Questo era tanto tempo fa, il fratello venne partorito già morto, sformato dalle spinte vivaci del feto che aveva accanto. Doveva chiamarsi Eric.
Nessuno nella famiglia ne parlò mai con lui, almeno fino a quando non raggiunse l’età maggiore, ma era tuttavia probabile che avrebbero preferito evitare di farlo anche allora. Fu soltanto per affrancare la coscienza dal sospetto che quel segreto rivelato Lucas lo avesse già intravisto sotto il telo degli sguardi a passati infranti, delle parole dedicate a giorni infausti e nomi proibiti.

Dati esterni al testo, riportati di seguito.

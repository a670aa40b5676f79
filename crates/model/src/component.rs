//! Placed component instances
//!
//! A `PlacedComponent` is one occurrence of a catalog component on a
//! page. It references its descriptor by id (the registry owns the
//! descriptor) and carries only the prop overrides the user made.

use pagecraft_core::{Identifiable, PropValue};
use serde::{Deserialize, Serialize};
use std::collections::BTreeMap;
use uuid::Uuid;

// ============================================================================
// PlacedComponent
// ============================================================================

/// An instance of a catalog component placed on a page
///
/// Serialized with camelCase keys; `props` is omitted when there are no
/// overrides, and readers treat a missing `props` as empty.
#[derive(Debug, Clone, PartialEq, Serialize, Deserialize)]
#[serde(rename_all = "camelCase")]
pub struct PlacedComponent {
    /// Identifier unique within the page, generated at placement time
    pub instance_id: Uuid,

    /// Back-reference to the descriptor's id in the registry
    pub component_id: String,

    /// Prop overrides; keys absent here fall back to descriptor defaults
    #[serde(default, skip_serializing_if = "BTreeMap::is_empty")]
    pub props: BTreeMap<String, PropValue>,
}

impl PlacedComponent {
    /// Create a new instance of the given catalog component
    pub fn new(component_id: impl Into<String>) -> Self {
        Self {
            instance_id: Uuid::new_v4(),
            component_id: component_id.into(),
            props: BTreeMap::new(),
        }
    }

    /// Add a prop override (builder style)
    pub fn with_prop(mut self, name: impl Into<String>, value: impl Into<PropValue>) -> Self {
        self.props.insert(name.into(), value.into());
        self
    }

    /// Set a prop override
    pub fn set_prop(&mut self, name: impl Into<String>, value: impl Into<PropValue>) {
        self.props.insert(name.into(), value.into());
    }

    /// Remove a prop override, returning the previous value
    pub fn remove_prop(&mut self, name: &str) -> Option<PropValue> {
        self.props.remove(name)
    }

    /// Get a prop override
    pub fn prop(&self, name: &str) -> Option<&PropValue> {
        self.props.get(name)
    }

    /// Check whether any props are overridden
    pub fn has_overrides(&self) -> bool {
        !self.props.is_empty()
    }
}

impl Identifiable for PlacedComponent {
    fn id(&self) -> Uuid {
        self.instance_id
    }
}

// ============================================================================
// Tests
// ============================================================================

#[cfg(test)]
mod tests {
    use super::*;

    #[test]
    fn test_new_instance() {
        let placed = PlacedComponent::new("shimmer-button");
        assert_eq!(placed.component_id, "shimmer-button");
        assert!(!placed.has_overrides());

        let other = PlacedComponent::new("shimmer-button");
        assert_ne!(placed.instance_id, other.instance_id);
    }

    #[test]
    fn test_prop_overrides() {
        let mut placed = PlacedComponent::new("shimmer-button").with_prop("label", "Buy now");
        assert!(placed.has_overrides());
        assert_eq!(placed.prop("label").and_then(|v| v.as_str()), Some("Buy now"));

        placed.set_prop("duration", 5i64);
        assert_eq!(placed.props.len(), 2);

        let removed = placed.remove_prop("label");
        assert_eq!(removed, Some(PropValue::from("Buy now")));
        assert!(placed.prop("label").is_none());
    }

    #[test]
    fn test_serde_camel_case_keys() {
        let placed = PlacedComponent::new("tilt-card").with_prop("maxTilt", 8i64);
        let json = serde_json::to_string(&placed).unwrap();
        assert!(json.contains("\"instanceId\""));
        assert!(json.contains("\"componentId\":\"tilt-card\""));
        assert!(json.contains("\"maxTilt\":8.0"));
    }

    #[test]
    fn test_serde_props_omitted_when_empty() {
        let placed = PlacedComponent::new("tilt-card");
        let json = serde_json::to_string(&placed).unwrap();
        assert!(!json.contains("props"));
    }

    #[test]
    fn test_serde_tolerates_missing_props_and_unknown_fields() {
        let json = format!(
            "{{\"instanceId\":\"{}\",\"componentId\":\"marquee\",\"futureField\":42}}",
            Uuid::new_v4(),
        );
        let placed: PlacedComponent = serde_json::from_str(&json).unwrap();
        assert_eq!(placed.component_id, "marquee");
        assert!(placed.props.is_empty());
    }
}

Questo sospetto, del resto, acquisì trame addirittura inquietanti quando il piccolo Lucas prese ad affezionarsi ad un basso abete del loro giardino. Non era piacere di gioco o altro che lo legava a quel piccolo albero, era decisamente affetto fraterno.
Lo curava la mattina, quando faceva freddo e gli lasciava qualche giocattolo la notte, prima di andare a dormire. Lo abbracciava, per quanto potessero le sue braccia, e portava i suoi amici ad ammirarlo, a conoscerlo. Quasi fosse una persona. E, proprio come una persona del resto, aveva la buona educazione di presentarlo con un nome. Methìas, diceva. Lui è Methìas il silenzioso.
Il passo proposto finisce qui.